De presocraten De naam presocraten is pas in de negentiende eeuw gegeven aan de filosofen die vóór Socrates leefden of buiten de sfeer van zijn invloed bleven. Ofschoon de aanduiding louter chronologisch is, heeft zij ook al bij Nietzsche de pretentie te suggereren dat de filosofen vóór Socrates nog niet waren aangetast door de decadentie die zijn optreden inluidde. De voorplatoonse filosofie is in de ogen van Nietzsche gezond en aards, vanaf Plato is de filosofie gericht op het metafysische en op een imaginaire wereld achter en boven de gegeven wereld. Vanuit een heel andere opvatting over de geschiedenis en de lijn die zij vormt, kan de naam ook in verband worden gebracht met de veronderstelling dat het begin van de filosofie iets kinderlijks en primitiefs had en dat bij Socrates en Plato de filosofie pas echt begint.
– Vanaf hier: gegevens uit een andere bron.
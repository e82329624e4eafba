use chrono::NaiveDate;

/// Canonical key for one archived article record.
pub type ArticleId = u64;

/// Pointer into a packaged container: which archive file holds the content,
/// and which member inside it.
#[derive(Debug, Clone, PartialEq, Eq)]
pub struct ArchiveRef {
    pub archive: String,
    pub member: String,
}

/// One row of the metadata index. Loaded once at startup, immutable for the
/// lifetime of a session. Every record carries at least one of `pdf` / `txt`;
/// rows with neither are dropped by the loader.
#[derive(Debug, Clone)]
pub struct ArticleRecord {
    pub id: ArticleId,
    pub pub_date: NaiveDate,
    pub start_page: u32,
    /// Semicolon-joined composite category string, e.g. `"feature;article"`.
    pub object_types: String,
    pub pdf: Option<ArchiveRef>,
    pub txt: Option<ArchiveRef>,
    /// Set when the source marked the record as having no usable text.
    pub no_text: bool,
}

impl ArticleRecord {
    pub fn object_type_list(&self) -> impl Iterator<Item = &str> {
        self.object_types
            .split(';')
            .map(str::trim)
            .filter(|part| !part.is_empty())
    }
}

pub mod error;
pub mod extract;
pub mod index;
pub mod punctuate;
pub mod resolve;
pub mod results;
pub mod session;
pub mod viewer;
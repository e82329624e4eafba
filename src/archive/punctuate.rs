use std::collections::BTreeMap;
use std::path::Path;
use std::sync::Arc;

use governor::clock::DefaultClock;
use governor::state::{direct::NotKeyed, InMemoryState};
use governor::{Quota, RateLimiter};
use nonzero_ext::nonzero;

use crate::archive::error::Result;
use crate::archive::extract::{open_archive, read_member_to_string};
use crate::archive::index::MetadataIndex;
use crate::archive::ArticleId;

/// Longest chunk the punctuation service accepts in one request.
const MAX_CHUNK_CHARS: usize = 15_000;

/// Pull the article bodies for `ids` out of the packaged text archives.
/// Each distinct archive is opened once. Returns `(id, text)` pairs in
/// request order; records without a text pointer are skipped with a warning.
pub fn read_texts(
    ids: &[ArticleId],
    index: &MetadataIndex,
    archive_root: &Path,
) -> Result<Vec<(ArticleId, String)>> {
    let txt_dir = archive_root.join("TXT");

    let mut by_archive: BTreeMap<&str, Vec<(ArticleId, &str)>> = BTreeMap::new();
    for id in ids {
        match index.get(*id).and_then(|record| record.txt.as_ref()) {
            Some(txt) => by_archive
                .entry(txt.archive.as_str())
                .or_default()
                .push((*id, txt.member.as_str())),
            None => tracing::warn!("Article {id} has no text content; skipping"),
        }
    }

    let mut texts = BTreeMap::new();
    for (&archive_name, members) in &by_archive {
        let mut archive = open_archive(&txt_dir.join(archive_name))?;
        for &(id, member) in members {
            texts.insert(id, read_member_to_string(&mut archive, archive_name, member)?);
        }
    }

    Ok(ids
        .iter()
        .filter_map(|id| texts.remove(id).map(|text| (*id, text)))
        .collect())
}

/// Client for a remote punctuation-restoration service. The service takes a
/// form-encoded `text=` body and answers with the punctuated text.
pub struct PunctuatorClient {
    client: reqwest::Client,
    endpoint: String,
    limiter: Arc<RateLimiter<NotKeyed, InMemoryState, DefaultClock>>,
}

impl PunctuatorClient {
    pub fn new(endpoint: impl Into<String>) -> Self {
        let quota = Quota::per_second(nonzero!(1u32));
        Self {
            client: reqwest::Client::new(),
            endpoint: endpoint.into(),
            limiter: Arc::new(RateLimiter::direct(quota)),
        }
    }

    /// Strip existing punctuation and ask the service to restore it. Long
    /// texts are sent in whitespace-aligned chunks and the responses are
    /// concatenated.
    pub async fn punctuate(&self, text: &str) -> anyhow::Result<String> {
        let stripped = strip_punctuation(text);
        let mut restored = String::new();

        for chunk in wrap_chunks(&stripped, MAX_CHUNK_CHARS) {
            self.limiter.until_ready().await;
            tracing::info!("Punctuating {} characters via {}", chunk.len(), self.endpoint);

            let response = self
                .client
                .post(&self.endpoint)
                .header(
                    reqwest::header::CONTENT_TYPE,
                    "application/x-www-form-urlencoded",
                )
                .body(format!("text={}", urlencoding::encode(&chunk)))
                .send()
                .await?;

            if !response.status().is_success() {
                return Err(anyhow::anyhow!(
                    "Punctuator error: {}",
                    response.status()
                ));
            }
            restored.push_str(&response.text().await?);
        }

        Ok(restored)
    }
}

/// Remove ASCII punctuation ahead of restoration.
pub fn strip_punctuation(text: &str) -> String {
    text.chars().filter(|c| !c.is_ascii_punctuation()).collect()
}

/// Split `text` into chunks of at most `limit` bytes, breaking on whitespace
/// so words stay intact. A single token longer than `limit` is hard-split on
/// char boundaries.
pub fn wrap_chunks(text: &str, limit: usize) -> Vec<String> {
    let limit = limit.max(1);
    let mut chunks = Vec::new();
    let mut current = String::new();

    for word in text.split_whitespace() {
        if !current.is_empty() && current.len() + 1 + word.len() > limit {
            chunks.push(std::mem::take(&mut current));
        }

        if word.len() > limit {
            let mut rest = word;
            while rest.len() > limit {
                let cut = match char_boundary_at_or_below(rest, limit) {
                    // A multibyte char straddles the limit; keep it whole.
                    0 => rest.chars().next().map(char::len_utf8).unwrap_or(rest.len()),
                    boundary => boundary,
                };
                let (head, tail) = rest.split_at(cut);
                chunks.push(head.to_string());
                rest = tail;
            }
            current = rest.to_string();
            continue;
        }

        if !current.is_empty() {
            current.push(' ');
        }
        current.push_str(word);
    }

    if !current.is_empty() {
        chunks.push(current);
    }
    chunks
}

fn char_boundary_at_or_below(s: &str, index: usize) -> usize {
    let mut i = index.min(s.len());
    while !s.is_char_boundary(i) {
        i -= 1;
    }
    i
}

/// One row of the exported text table.
pub struct TextEntry {
    pub id: ArticleId,
    pub article_text: String,
    pub punctuated_text: Option<String>,
}

/// Write the exported texts as a CSV table. The punctuated column is only
/// present when at least one row carries it.
pub fn write_text_table(rows: &[TextEntry], path: &Path) -> Result<()> {
    let mut writer = csv::Writer::from_path(path)?;
    let punctuated = rows.iter().any(|row| row.punctuated_text.is_some());

    if punctuated {
        writer.write_record(["record_id", "article_text", "punctuated_text"])?;
    } else {
        writer.write_record(["record_id", "article_text"])?;
    }

    for row in rows {
        let id = row.id.to_string();
        match (&row.punctuated_text, punctuated) {
            (Some(text), _) => writer.write_record([id.as_str(), &row.article_text, text])?,
            (None, true) => writer.write_record([id.as_str(), &row.article_text, ""])?,
            (None, false) => writer.write_record([id.as_str(), &row.article_text])?,
        }
    }

    writer.flush()?;
    Ok(())
}

#[cfg(test)]
mod tests {
    use super::*;
    use std::fs::{self, File};
    use std::io::Write;
    use zip::write::SimpleFileOptions;

    #[test]
    fn strips_exactly_ascii_punctuation() {
        assert_eq!(
            strip_punctuation("Rain, at last; the farmers' relief!"),
            "Rain at last the farmers relief"
        );
        assert_eq!(strip_punctuation("no punctuation here"), "no punctuation here");
    }

    #[test]
    fn chunks_never_exceed_the_limit_and_keep_words_whole() {
        let text = "alpha beta gamma delta epsilon zeta";
        let chunks = wrap_chunks(text, 12);
        assert!(chunks.iter().all(|chunk| chunk.len() <= 12), "{chunks:?}");
        let rejoined: Vec<&str> = chunks.iter().flat_map(|c| c.split(' ')).collect();
        assert_eq!(rejoined, text.split(' ').collect::<Vec<_>>());
    }

    #[test]
    fn oversized_tokens_are_hard_split() {
        let text = "aaaaaaaaaa bb";
        let chunks = wrap_chunks(text, 4);
        assert!(chunks.iter().all(|chunk| chunk.len() <= 4), "{chunks:?}");
        assert_eq!(chunks.concat().replace(' ', ""), "aaaaaaaaaabb");
    }

    #[test]
    fn short_text_is_a_single_chunk() {
        assert_eq!(wrap_chunks("one two", 100), vec!["one two".to_string()]);
        assert!(wrap_chunks("", 100).is_empty());
    }

    #[test]
    fn read_texts_opens_each_archive_once_and_keeps_request_order() {
        let dir = tempfile::tempdir().unwrap();
        fs::create_dir(dir.path().join("TXT")).unwrap();
        let file = File::create(dir.path().join("TXT").join("t1.zip")).unwrap();
        let mut writer = zip::ZipWriter::new(file);
        for (name, body) in [("601.txt", "first body"), ("602.txt", "second body")] {
            writer
                .start_file(name, SimpleFileOptions::default())
                .unwrap();
            writer.write_all(body.as_bytes()).unwrap();
        }
        writer.finish().unwrap();

        let csv = "\
record_id,pub_date,start_page,objecttypes,pdf_zip,pdf_file,txt_zip,txt_file,note
601,1975-03-01,1,news,,,t1.zip,601.txt,
602,1975-03-02,1,news,,,t1.zip,602.txt,
603,1975-03-03,1,news,p.zip,603.pdf,,,
";
        let index = MetadataIndex::from_reader(csv.as_bytes()).unwrap();

        let texts = read_texts(&[602, 601, 603], &index, dir.path()).unwrap();
        assert_eq!(
            texts,
            vec![
                (602, "second body".to_string()),
                (601, "first body".to_string()),
            ]
        );
    }

    #[test]
    fn text_table_includes_the_punctuated_column_only_when_present() {
        let dir = tempfile::tempdir().unwrap();

        let plain = dir.path().join("plain.csv");
        write_text_table(
            &[TextEntry {
                id: 601,
                article_text: "first body".to_string(),
                punctuated_text: None,
            }],
            &plain,
        )
        .unwrap();
        let contents = fs::read_to_string(&plain).unwrap();
        assert!(contents.starts_with("record_id,article_text\n"));

        let restored = dir.path().join("restored.csv");
        write_text_table(
            &[TextEntry {
                id: 601,
                article_text: "first body".to_string(),
                punctuated_text: Some("First, body.".to_string()),
            }],
            &restored,
        )
        .unwrap();
        let contents = fs::read_to_string(&restored).unwrap();
        assert!(contents.starts_with("record_id,article_text,punctuated_text\n"));
        assert!(contents.contains("First, body."));
    }
}
use std::cmp::Reverse;
use std::collections::{BTreeMap, BTreeSet};

use chrono::NaiveDate;
use clap::ValueEnum;

use crate::archive::index::MetadataIndex;
use crate::archive::ArticleId;

/// Outcome of validating a raw request list against the metadata index.
#[derive(Debug, Default, PartialEq, Eq)]
pub struct Resolution {
    /// Valid, known, deduplicated article ids in first-seen request order.
    pub resolved: Vec<ArticleId>,
    /// Tokens that were not empty but did not name a known article.
    pub unrecognized: Vec<String>,
}

/// Validate `raw_tokens` against the index.
///
/// Tokens are trimmed; empty tokens are ignored without being reported.
/// Duplicates collapse before validation. When `known_results` is given
/// (append mode), ids already present there are removed from consideration
/// silently. Anything that fails to parse as an id, or parses but is absent
/// from the index, lands in `unrecognized`.
pub fn resolve(
    raw_tokens: &[String],
    index: &MetadataIndex,
    known_results: Option<&BTreeMap<ArticleId, String>>,
) -> Resolution {
    let mut seen_tokens = BTreeSet::new();
    let mut accepted = BTreeSet::new();
    let mut resolved = Vec::new();
    let mut unrecognized = Vec::new();

    for token in raw_tokens {
        let token = token.trim();
        if token.is_empty() {
            continue;
        }
        if !seen_tokens.insert(token.to_string()) {
            continue;
        }
        let Ok(id) = token.parse::<ArticleId>() else {
            unrecognized.push(token.to_string());
            continue;
        };
        if known_results.is_some_and(|known| known.contains_key(&id)) {
            continue;
        }
        if index.contains(id) {
            if accepted.insert(id) {
                resolved.push(id);
            }
        } else {
            unrecognized.push(token.to_string());
        }
    }

    Resolution {
        resolved,
        unrecognized,
    }
}

/// Presentation order for a review session.
#[derive(Debug, Clone, Copy, Default, PartialEq, Eq, ValueEnum)]
pub enum DisplayOrder {
    #[default]
    Chronological,
    Reverse,
}

/// Order article ids for presentation.
///
/// `Reverse` flips the publication-date key only; the start-page tie-break
/// stays ascending in both orders. The sort is stable, so full ties keep
/// their input order.
pub fn sort_for_display(
    ids: &[ArticleId],
    index: &MetadataIndex,
    order: DisplayOrder,
) -> Vec<ArticleId> {
    let mut keyed: Vec<(NaiveDate, u32, ArticleId)> = ids
        .iter()
        .filter_map(|id| {
            index
                .get(*id)
                .map(|record| (record.pub_date, record.start_page, *id))
        })
        .collect();

    match order {
        DisplayOrder::Chronological => keyed.sort_by_key(|(date, page, _)| (*date, *page)),
        DisplayOrder::Reverse => keyed.sort_by_key(|(date, page, _)| (Reverse(*date), *page)),
    }

    keyed.into_iter().map(|(_, _, id)| id).collect()
}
In beide opvattingen wordt aan Socrates een beslissende invloed toegeschreven en wordt zijn optreden beschouwd als een knik in de lijn van de geschiedenis. Al in de Oudheid gold Socrates als degene die een omwenteling in de wijsbegeerte teweegbracht. Cicero omschrijft deze omwenteling als volgt. In een vroegere fase van de filosofie werd door filosofen een studie gemaakt van de getallen en bewegingen en van de vraag waaruit alles ontstaat en waarin het weer terugvalt. Ook bestudeerden zij gretig de grootte, onderlinge afstanden en banen van de sterren en al het andere dat aan de hemel is waar te nemen. Maar Socrates riep als eerste de filosofie van de hemel naar beneden, gaf die haar plaats in de steden, bracht haar zelfs binnen in de huizen en eiste van haar dat zij haar aandacht zou richten op het leven, de levenswijze, op vraagstukken van goed en kwaad. Deze kenschets is misleidend wanneer de omwenteling zonder meer wordt opgevat als een gebeurtenis die bepalend is voor alle filosofen en voor de hele filosofie. Zij heeft vooral betrekking op Socrates zelf en zijn ontwikkeling als filosoof. Ook filosofen vóór hem dachten na over kwesties van ethische aard en filosofen na hem speculeerden over de natuur en over kosmische vraagstukken. De naam presocraten is dus wat slordig gekozen en suggereert meer dan historisch is te verantwoorden.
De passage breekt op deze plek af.